#### [TASK TO CARRY OUT]
Below are the records; print them all without any alteration.

#### [PROVIDED DATA]
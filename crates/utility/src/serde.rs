pub mod date_time {
    use chrono::{DateTime, Utc};
    use serde::{de::Error, de::IntoDeserializer, Deserialize as _, Deserializer};

    /// Deserializes an RFC 3339 string into a UTC date time.
    pub fn deserialize_utc<'de, D>(deserializer: D) -> Result<DateTime<Utc>, D::Error>
    where
        D: Deserializer<'de>,
    {
        let s = String::deserialize(deserializer)?;
        DateTime::parse_from_rfc3339(&s)
            .map(|date_time| date_time.with_timezone(&Utc))
            .map_err(Error::custom)
    }

    /// Like [`deserialize_utc`], but a missing or empty value is `None`.
    pub fn deserialize_utc_option<'de, D>(
        deserializer: D,
    ) -> Result<Option<DateTime<Utc>>, D::Error>
    where
        D: Deserializer<'de>,
    {
        let s = Option::<String>::deserialize(deserializer)?;
        match s {
            Some(s) if !s.is_empty() => {
                let date_time = deserialize_utc(s.as_str().into_deserializer())?;
                Ok(Some(date_time))
            }
            _ => Ok(None),
        }
    }
}

#[cfg(test)]
mod tests {
    use chrono::{DateTime, TimeZone, Utc};
    use serde::Deserialize;

    use super::date_time;

    #[derive(Deserialize)]
    struct Params {
        #[serde(deserialize_with = "date_time::deserialize_utc_option", default)]
        after: Option<DateTime<Utc>>,
    }

    #[test]
    fn parses_offset_into_utc() {
        let params: Params =
            serde_json::from_str(r#"{"after":"2024-01-02T05:04:05+02:00"}"#).unwrap();
        assert_eq!(
            params.after,
            Some(Utc.with_ymd_and_hms(2024, 1, 2, 3, 4, 5).unwrap())
        );
    }

    #[test]
    fn missing_and_empty_are_none() {
        let params: Params = serde_json::from_str("{}").unwrap();
        assert!(params.after.is_none());
        let params: Params = serde_json::from_str(r#"{"after":""}"#).unwrap();
        assert!(params.after.is_none());
    }

    #[test]
    fn rejects_non_rfc3339() {
        assert!(serde_json::from_str::<Params>(r#"{"after":"yesterday"}"#).is_err());
    }
}
use database::{DatabaseConnectionInfo, PgDatabase};
use web::{bind_address_from_env, start_web_server, WebState};

#[tokio::main]
async fn main() {
    env_logger::init();

    // database
    let database_connection_info = DatabaseConnectionInfo::from_env()
        .expect("expected database connection info in env.");
    let database = PgDatabase::connect(database_connection_info)
        .await
        .expect("could not connect to database.");

    // web server
    if let Err(why) = start_web_server(WebState::new(database), &bind_address_from_env()).await {
        log::error!("web server stopped: {}", why);
    }
}
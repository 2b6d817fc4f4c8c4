use std::{env, error::Error};

use async_trait::async_trait;
use model::EntityKind;
use queries::convert_error;
use railcar::database::{
    Database, DatabaseAutocommit, DatabaseOperations, DatabaseTransaction, Result,
};
use sqlx::Transaction;

pub mod data_model;
pub mod queries;

pub struct DatabaseConnectionInfo {
    pub username: String,
    pub password: String,
    pub hostname: String,
    pub port: u16,
    pub database: String,
}

impl DatabaseConnectionInfo {
    pub fn from_env() -> Option<Self> {
        let username = env::var("DATABASE_USER").ok()?;
        let password = env::var("DATABASE_PASSWORD").ok()?;
        let hostname = env::var("DATABASE_HOST").ok()?;
        let port: u16 = env::var("DATABASE_PORT").ok()?.parse().ok()?;
        let database = env::var("DATABASE_NAME").ok()?;
        Some(Self {
            username,
            password,
            hostname,
            port,
            database,
        })
    }

    pub(self) fn postgres_url(self) -> String {
        format!(
            "postgres://{}:{}@{}:{}/{}",
            self.username, self.password, self.hostname, self.port, self.database
        )
    }
}

#[derive(Clone)]
pub struct PgDatabase {
    connection: sqlx::PgPool,
}

pub struct PgDatabaseTransaction<'a> {
    tx: Transaction<'a, sqlx::Postgres>,
}

#[async_trait]
impl<'a> DatabaseTransaction for PgDatabaseTransaction<'a> {
    async fn commit(self) -> Result<()> {
        self.tx.commit().await.map_err(convert_error)
    }
}

pub struct PgDatabaseAutocommit {
    pool: sqlx::PgPool,
}

impl DatabaseAutocommit for PgDatabaseAutocommit {}

impl PgDatabaseAutocommit {
    /// Bulk inserts span several statements and run in their own transaction.
    pub(crate) async fn begin(&self) -> Result<Transaction<'static, sqlx::Postgres>> {
        self.pool.begin().await.map_err(convert_error)
    }
}

impl PgDatabase {
    /// Connects to postgres. Tables are created lazily by
    /// [`DatabaseOperations::ensure_schema`].
    pub async fn connect(
        database_connection_info: DatabaseConnectionInfo,
    ) -> std::result::Result<Self, Box<dyn Error + Send + Sync>> {
        let url = database_connection_info.postgres_url();
        let pool = sqlx::postgres::PgPool::connect(&url).await?;

        Ok(Self { connection: pool })
    }
}

#[async_trait]
impl Database for PgDatabase {
    type Transaction = PgDatabaseTransaction<'static>;
    type Autocommit = PgDatabaseAutocommit;

    fn auto(&self) -> Self::Autocommit {
        PgDatabaseAutocommit {
            pool: self.connection.clone(),
        }
    }

    async fn transaction(&self) -> Result<Self::Transaction> {
        let tx: Transaction<'_, sqlx::Postgres> =
            self.connection.begin().await.map_err(convert_error)?;

        Ok(PgDatabaseTransaction { tx })
    }
}

#[async_trait]
impl DatabaseOperations for PgDatabaseAutocommit {
    async fn ensure_schema(&mut self, kind: EntityKind) -> Result<()> {
        queries::schema::ensure_schema(&self.pool, kind).await
    }

    async fn reset(&mut self, kind: EntityKind) -> Result<()> {
        queries::schema::reset(&self.pool, kind).await
    }
}

#[async_trait]
impl<'a> DatabaseOperations for PgDatabaseTransaction<'a> {
    async fn ensure_schema(&mut self, kind: EntityKind) -> Result<()> {
        queries::schema::ensure_schema(&mut *self.tx, kind).await
    }

    async fn reset(&mut self, kind: EntityKind) -> Result<()> {
        queries::schema::reset(&mut *self.tx, kind).await
    }
}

#### [RESPONSE]
filename crates/utility/src/serde.rs
pub mod date_time {
    use chrono::{DateTime, Utc};
    use serde::{de::Error, de::IntoDeserializer, Deserialize as _, Deserializer};

    /// Deserializes an RFC 3339 string into a UTC date time.
    pub fn deserialize_utc<'de, D>(deserializer: D) -> Result<DateTime<Utc>, D::Error>
    where
        D: Deserializer<'de>,
    {
        let s = String::deserialize(deserializer)?;
        DateTime::parse_from_rfc3339(&s)
            .map(|date_time| date_time.with_timezone(&Utc))
            .map_err(Error::custom)
    }

    /// Like [`deserialize_utc`], but a missing or empty value is `None`.
    pub fn deserialize_utc_option<'de, D>(
        deserializer: D,
    ) -> Result<Option<DateTime<Utc>>, D::Error>
    where
        D: Deserializer<'de>,
    {
        let s = Option::<String>::deserialize(deserializer)?;
        match s {
            Some(s) if !s.is_empty() => {
                let date_time = deserialize_utc(s.as_str().into_deserializer())?;
                Ok(Some(date_time))
            }
            _ => Ok(None),
        }
    }
}

#[cfg(test)]
mod tests {
    use chrono::{DateTime, TimeZone, Utc};
    use serde::Deserialize;

    use super::date_time;

    #[derive(Deserialize)]
    struct Params {
        #[serde(deserialize_with = "date_time::deserialize_utc_option", default)]
        after: Option<DateTime<Utc>>,
    }

    #[test]
    fn parses_offset_into_utc() {
        let params: Params =
            serde_json::from_str(r#"{"after":"2024-01-02T05:04:05+02:00"}"#).unwrap();
        assert_eq!(
            params.after,
            Some(Utc.with_ymd_and_hms(2024, 1, 2, 3, 4, 5).unwrap())
        );
    }

    #[test]
    fn missing_and_empty_are_none() {
        let params: Params = serde_json::from_str("{}").unwrap();
        assert!(params.after.is_none());
        let params: Params = serde_json::from_str(r#"{"after":""}"#).unwrap();
        assert!(params.after.is_none());
    }

    #[test]
    fn rejects_non_rfc3339() {
        assert!(serde_json::from_str::<Params>(r#"{"after":"yesterday"}"#).is_err());
    }
}
use database::{DatabaseConnectionInfo, PgDatabase};
use web::{bind_address_from_env, start_web_server, WebState};

#[tokio::main]
async fn main() {
    env_logger::init();

    // database
    let database_connection_info = DatabaseConnectionInfo::from_env()
        .expect("expected database connection info in env.");
    let database = PgDatabase::connect(database_connection_info)
        .await
        .expect("could not connect to database.");

    // web server
    if let Err(why) = start_web_server(WebState::new(database), &bind_address_from_env()).await {
        log::error!("web server stopped: {}", why);
    }
}
repository 2b6d817fc4f4c8c4
use std::{env, error::Error};

use async_trait::async_trait;
use model::EntityKind;
use queries::convert_error;
use railcar::database::{
    Database, DatabaseAutocommit, DatabaseOperations, DatabaseTransaction, Result,
};
use sqlx::Transaction;

pub mod data_model;
pub mod queries;

pub struct DatabaseConnectionInfo {
    pub username: String,
    pub password: String,
    pub hostname: String,
    pub port: u16,
    pub database: String,
}

impl DatabaseConnectionInfo {
    pub fn from_env() -> Option<Self> {
        let username = env::var("DATABASE_USER").ok()?;
        let password = env::var("DATABASE_PASSWORD").ok()?;
        let hostname = env::var("DATABASE_HOST").ok()?;
        let port: u16 = env::var("DATABASE_PORT").ok()?.parse().ok()?;
        let database = env::var("DATABASE_NAME").ok()?;
        Some(Self {
            username,
            password,
            hostname,
            port,
            database,
        })
    }

    pub(self) fn postgres_url(self) -> String {
        format!(
            "postgres://{}:{}@{}:{}/{}",
            self.username, self.password, self.hostname, self.port, self.database
        )
    }
}

#[derive(Clone)]
pub struct PgDatabase {
    connection: sqlx::PgPool,
}

pub struct PgDatabaseTransaction<'a> {
    tx: Transaction<'a, sqlx::Postgres>,
}

#[async_trait]
impl<'a> DatabaseTransaction for PgDatabaseTransaction<'a> {
    async fn commit(self) -> Result<()> {
        self.tx.commit().await.map_err(convert_error)
    }
}

pub struct PgDatabaseAutocommit {
    pool: sqlx::PgPool,
}

impl DatabaseAutocommit for PgDatabaseAutocommit {}

impl PgDatabaseAutocommit {
    /// Bulk inserts span several statements and run in their own transaction.
    pub(crate) async fn begin(&self) -> Result<Transaction<'static, sqlx::Postgres>> {
        self.pool.begin().await.map_err(convert_error)
    }
}

impl PgDatabase {
    /// Connects to postgres. Tables are created lazily by
    /// [`DatabaseOperations::ensure_schema`].
    pub async fn connect(
        database_connection_info: DatabaseConnectionInfo,
    ) -> std::result::Result<Self, Box<dyn Error + Send + Sync>> {
        let url = database_connection_info.postgres_url();
        let pool = sqlx::postgres::PgPool::connect(&url).await?;

        Ok(Self { connection: pool })
    }
}

#[async_trait]
impl Database for PgDatabase {
    type Transaction = PgDatabaseTransaction<'static>;
    type Autocommit = PgDatabaseAutocommit;

    fn auto(&self) -> Self::Autocommit {
        PgDatabaseAutocommit {
            pool: self.connection.clone(),
        }
    }

    async fn transaction(&self) -> Result<Self::Transaction> {
        let tx: Transaction<'_, sqlx::Postgres> =
            self.connection.begin().await.map_err(convert_error)?;

        Ok(PgDatabaseTransaction { tx })
    }
}

#[async_trait]
impl DatabaseOperations for PgDatabaseAutocommit {
    async fn ensure_schema(&mut self, kind: EntityKind) -> Result<()> {
        queries::schema::ensure_schema(&self.pool, kind).await
    }

    async fn reset(&mut self, kind: EntityKind) -> Result<()> {
        queries::schema::reset(&self.pool, kind).await
    }
}

#[async_trait]
impl<'a> DatabaseOperations for PgDatabaseTransaction<'a> {
    async fn ensure_schema(&mut self, kind: EntityKind) -> Result<()> {
        queries::schema::ensure_schema(&mut *self.tx, kind).await
    }

    async fn reset(&mut self, kind: EntityKind) -> Result<()> {
        queries::schema::reset(&mut *self.tx, kind).await
    }
}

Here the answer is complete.